Xi Jinping, who topped his performance of claiming world leadership in the fight to prevent climate change while at the same time having China finance the construction of 700 coal plants around the world. At his country’s annual Boao Forum for Asia-a sort of Chinese Davos-he “portrayed himself as a champion of free trade and world order” according to the New York Times, and a champion of openness. Three problems. First, when China joined the World Trade Organization in 2001 it promised among other things to open its insurance markets to international competition within five years. It recently repeated that promise. The world waits. Second, the call for openness ran into a bit of a problem when the distinguished audience found that access to Facebook, Twitter, and Google was barred by Chinese censors. Third, a rival for the award immediately appeared; Christine Lagarde, managing director of the International Monetary Fund rose to say, “I congratulate you, Xi Jinping, . . . for the openness you have celebrated and advocated.” Sad that the world’s leading advocate of free trade is unaware that China’s barriers to trade are among the world’s most pervasive. If she is aware, then she surely is in the running for the sycophant of the year award.

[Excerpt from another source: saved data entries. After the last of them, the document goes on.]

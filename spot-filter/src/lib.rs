//  Copyright 2024 SRA Tools Authors
//
//  Licensed under the Apache License, Version 2.0 (the "License");
//  you may not use this file except in compliance with the License.
//  You may obtain a copy of the License at
//
//  http://www.apache.org/licenses/LICENSE-2.0
//
//  Unless required by applicable law or agreed to in writing, software
//  distributed under the License is distributed on an "AS IS" BASIS,
//  WITHOUT WARRANTIES OR CONDITIONS OF ANY KIND, either express or implied.
//  See the License for the specific language governing permissions and
//  limitations under the License.

//! A layered, never-false-negative "seen this read name before" test.
//!
//! [`KeyFilter`] answers the dominant ingest-time question — "is this the first time
//! we've seen this read name?" — without ever touching the name→row hash map for names
//! that plainly were never seen. It is a tagged sum of four variants ([`Tier`]),
//! selected once per load from the estimated final spot count, each splatting a
//! different number of independent 32-bit hash projections across per-projection
//! [`roaring::RoaringBitmap`]s. Using a compressed bitmap per projection (rather than a
//! flat `2^32`-bit array) keeps the filter's memory proportional to the number of
//! distinct names actually seen, which is the point of calling it "succinct".

mod hashing;

use roaring::RoaringBitmap;
use sha1::{Digest, Sha1};
use sha2::{Sha224, Sha256};

pub use hashing::{fnv1a_64, murmur2_64a};

/// Which filter implementation is active. Selected once, from the estimated final spot
/// count observed during the first 10% of input.
#[derive(Debug, Clone, Copy, PartialEq, Eq)]
pub enum Tier {
    /// `N < 1e9`: two 32-bit FNV-1a projections plus two 32-bit Murmur projections.
    Small,
    /// `1e9 <= N < 2e9`: five 32-bit projections carved out of a SHA-1 digest.
    Medium,
    /// `2e9 <= N < 3e9`: seven 32-bit projections carved out of a SHA-224 digest.
    Large,
    /// `N >= 3e9`: eight 32-bit projections carved out of a SHA-256 digest.
    XLarge,
}

impl Tier {
    /// Chooses a tier from an estimated final spot count, per the load-time thresholds.
    pub fn for_estimated_spots(estimated: f64) -> Tier {
        if estimated < 1e9 {
            Tier::Small
        } else if estimated < 2e9 {
            Tier::Medium
        } else if estimated < 3e9 {
            Tier::Large
        } else {
            Tier::XLarge
        }
    }
}

enum Variant {
    Small([RoaringBitmap; 4]),
    Medium([RoaringBitmap; 5]),
    Large([RoaringBitmap; 7]),
    XLarge([RoaringBitmap; 8]),
}

impl Variant {
    fn new(tier: Tier) -> Self {
        match tier {
            Tier::Small => Variant::Small(std::array::from_fn(|_| RoaringBitmap::new())),
            Tier::Medium => Variant::Medium(std::array::from_fn(|_| RoaringBitmap::new())),
            Tier::Large => Variant::Large(std::array::from_fn(|_| RoaringBitmap::new())),
            Tier::XLarge => Variant::XLarge(std::array::from_fn(|_| RoaringBitmap::new())),
        }
    }

    /// Tests-and-sets each projection's bit; returns `true` only if every projection
    /// already had its bit set (i.e. the name has been seen before, as far as this
    /// filter can tell).
    fn seen(&mut self, bytes: &[u8]) -> bool {
        match self {
            Variant::Small(buckets) => {
                let fnv = hashing::fnv1a_64(bytes);
                let murmur = hashing::murmur2_64a(bytes, 0);
                let projections = [fnv as u32, (fnv >> 32) as u32, murmur as u32, (murmur >> 32) as u32];
                test_and_set_all(buckets, &projections)
            }
            Variant::Medium(buckets) => {
                let digest = Sha1::digest(bytes);
                let projections = words_from_digest::<5>(&digest);
                test_and_set_all(buckets, &projections)
            }
            Variant::Large(buckets) => {
                let digest = Sha224::digest(bytes);
                let projections = words_from_digest::<7>(&digest);
                test_and_set_all(buckets, &projections)
            }
            Variant::XLarge(buckets) => {
                let digest = Sha256::digest(bytes);
                let projections = words_from_digest::<8>(&digest);
                test_and_set_all(buckets, &projections)
            }
        }
    }

    fn projection_count(&self) -> usize {
        match self {
            Variant::Small(_) => 4,
            Variant::Medium(_) => 5,
            Variant::Large(_) => 7,
            Variant::XLarge(_) => 8,
        }
    }

    fn memory_used(&self) -> usize {
        let buckets: Vec<&RoaringBitmap> = match self {
            Variant::Small(b) => b.iter().collect(),
            Variant::Medium(b) => b.iter().collect(),
            Variant::Large(b) => b.iter().collect(),
            Variant::XLarge(b) => b.iter().collect(),
        };
        buckets.iter().map(|b| b.serialized_size()).sum()
    }
}

/// Tests and sets the bit for each projection in its own bucket; `true` iff every
/// bucket already had its bit set before this call.
fn test_and_set_all<const N: usize>(buckets: &mut [RoaringBitmap; N], projections: &[u32; N]) -> bool {
    let mut all_present = true;
    for (bucket, &projection) in buckets.iter_mut().zip(projections.iter()) {
        if !bucket.contains(projection) {
            all_present = false;
            bucket.insert(projection);
        }
    }
    all_present
}

/// Splits a SHA digest into `N` big-endian 32-bit words, one per projection bucket.
fn words_from_digest<const N: usize>(digest: &[u8]) -> [u32; N] {
    debug_assert_eq!(digest.len(), N * 4, "digest length must exactly cover N 32-bit words");
    let mut out = [0u32; N];
    for (i, word) in digest.chunks_exact(4).enumerate().take(N) {
        out[i] = u32::from_be_bytes(word.try_into().unwrap());
    }
    out
}

/// The tiered, never-false-negative "seen before" test over read names.
pub struct KeyFilter {
    tier: Tier,
    variant: Variant,
    last_hash: u64,
}

impl KeyFilter {
    pub fn new(tier: Tier) -> Self {
        Self {
            tier,
            variant: Variant::new(tier),
            last_hash: 0,
        }
    }

    pub fn tier(&self) -> Tier {
        self.tier
    }

    /// Returns `true` iff `bytes` was already seen (as far as this filter can tell);
    /// otherwise records it and returns `false`. Always refreshes [`Self::last_hash`]
    /// with the 64-bit FNV-1a hash of `bytes`, independent of which tier is active, so
    /// callers can reuse it for a downstream hash-map lookup without rehashing.
    pub fn seen(&mut self, bytes: &[u8]) -> bool {
        self.last_hash = hashing::fnv1a_64(bytes);
        self.variant.seen(bytes)
    }

    /// The 64-bit FNV-1a hash computed during the most recent [`Self::seen`] call.
    pub fn last_hash(&self) -> u64 {
        self.last_hash
    }

    /// Replaces the active tier, replaying every name `iter` yields through the new
    /// variant. Must only be called while no other thread can observe or mutate the
    /// filter; the source recommends sequencing rebuilds between batch freezes.
    pub fn rebuild_from<I, B>(&mut self, tier: Tier, iter: I)
    where
        I: IntoIterator<Item = B>,
        B: AsRef<[u8]>,
    {
        self.tier = tier;
        self.variant = Variant::new(tier);
        for name in iter {
            // Discard the seen/unseen result: rebuilding is a pure replay, every name
            // must end up present regardless of whether it collided during replay.
            self.variant.seen(name.as_ref());
        }
    }

    pub fn projection_count(&self) -> usize {
        self.variant.projection_count()
    }

    /// Approximate memory footprint of the underlying compressed bitmaps.
    pub fn memory_used(&self) -> usize {
        self.variant.memory_used()
    }
}

#[cfg(test)]
mod tests {
    use super::*;

    #[test]
    fn tier_selection_matches_thresholds() {
        assert_eq!(Tier::for_estimated_spots(0.0), Tier::Small);
        assert_eq!(Tier::for_estimated_spots(999_999_999.0), Tier::Small);
        assert_eq!(Tier::for_estimated_spots(1e9), Tier::Medium);
        assert_eq!(Tier::for_estimated_spots(2e9), Tier::Large);
        assert_eq!(Tier::for_estimated_spots(3e9), Tier::XLarge);
        assert_eq!(Tier::for_estimated_spots(5e9), Tier::XLarge);
    }

    #[test]
    fn never_false_negative_across_tiers() {
        for tier in [Tier::Small, Tier::Medium, Tier::Large, Tier::XLarge] {
            let mut filter = KeyFilter::new(tier);
            let names: Vec<String> = (0..2000).map(|i| format!("SRR{i:09}.1")).collect();
            for name in &names {
                assert!(!filter.seen(name.as_bytes()), "first sighting must never read as seen");
            }
            for name in &names {
                assert!(filter.seen(name.as_bytes()), "a previously-seen name must never read as unseen");
            }
        }
    }

    #[test]
    fn last_hash_is_plain_fnv1a_regardless_of_tier() {
        let mut filter = KeyFilter::new(Tier::XLarge);
        filter.seen(b"SRR000001.1");
        assert_eq!(filter.last_hash(), fnv1a_64(b"SRR000001.1"));
    }

    #[test]
    fn rebuild_replays_every_prior_name() {
        let mut filter = KeyFilter::new(Tier::Small);
        let names: Vec<String> = (0..500).map(|i| format!("name-{i}")).collect();
        for name in &names {
            filter.seen(name.as_bytes());
        }
        filter.rebuild_from(Tier::Medium, names.iter().map(|n| n.as_bytes()));
        assert_eq!(filter.tier(), Tier::Medium);
        for name in &names {
            assert!(filter.seen(name.as_bytes()), "replayed name must read as seen after rebuild");
        }
    }
}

The Moguls of Silicon Valley. Immediately after the 2016 election, Google executives gathered their troops, live and via whatever international communication came to hand, for an all-staff meeting to address “a lot of fear” that CEO Sundar Pichai sensed in the ranks. Chief financial officer Ruth Porat urged everyone to hug the person next to him or her-presumably without violating any company rules on harassment. All that the company stood for-ample visas for foreign workers to make up for shortages of American workers whose wages were depressed by Google’s agreement not to poach its rivals’ staff; relying on tax-payer subsidized renewable energy-was threatened. That was then.

Then came the Trump tax cuts, which would fatten the after-tax earnings of the company and lower personal taxes on the hard-working staff. Gary Shapiro, head of the Consumer Technology Association, of which Google is a member, told the press that Trump “has been great for business, and really, really good for tech . . . This isn’t Hitler or Mussolini here.” That’s a relief. More like Lady Bountiful.

Gavin Williamson, British Defense Secretary: It seems that two British citizens who fought for the Islamic State, during which service they tortured and killed Western hostages, including Americans, are being held by the Kurds. The British have stripped the men of their citizenship and don’t want them back in the United Kingdom. But they are insisting that the Kurds cannot turn them over to the U.S. authorities unless we agree (1) not to seek the death penalty, (2) to try them in civilian courts, and (3) not to take them to Guantanamo. Otherwise, the Brits will withhold evidence prosecutors here would need. Too evil to be allowed back into the country of which they were citizens. But the Brits will defend their rights as the British Defense secretary defines those rights – so long as they are made available in America, not in the U.K.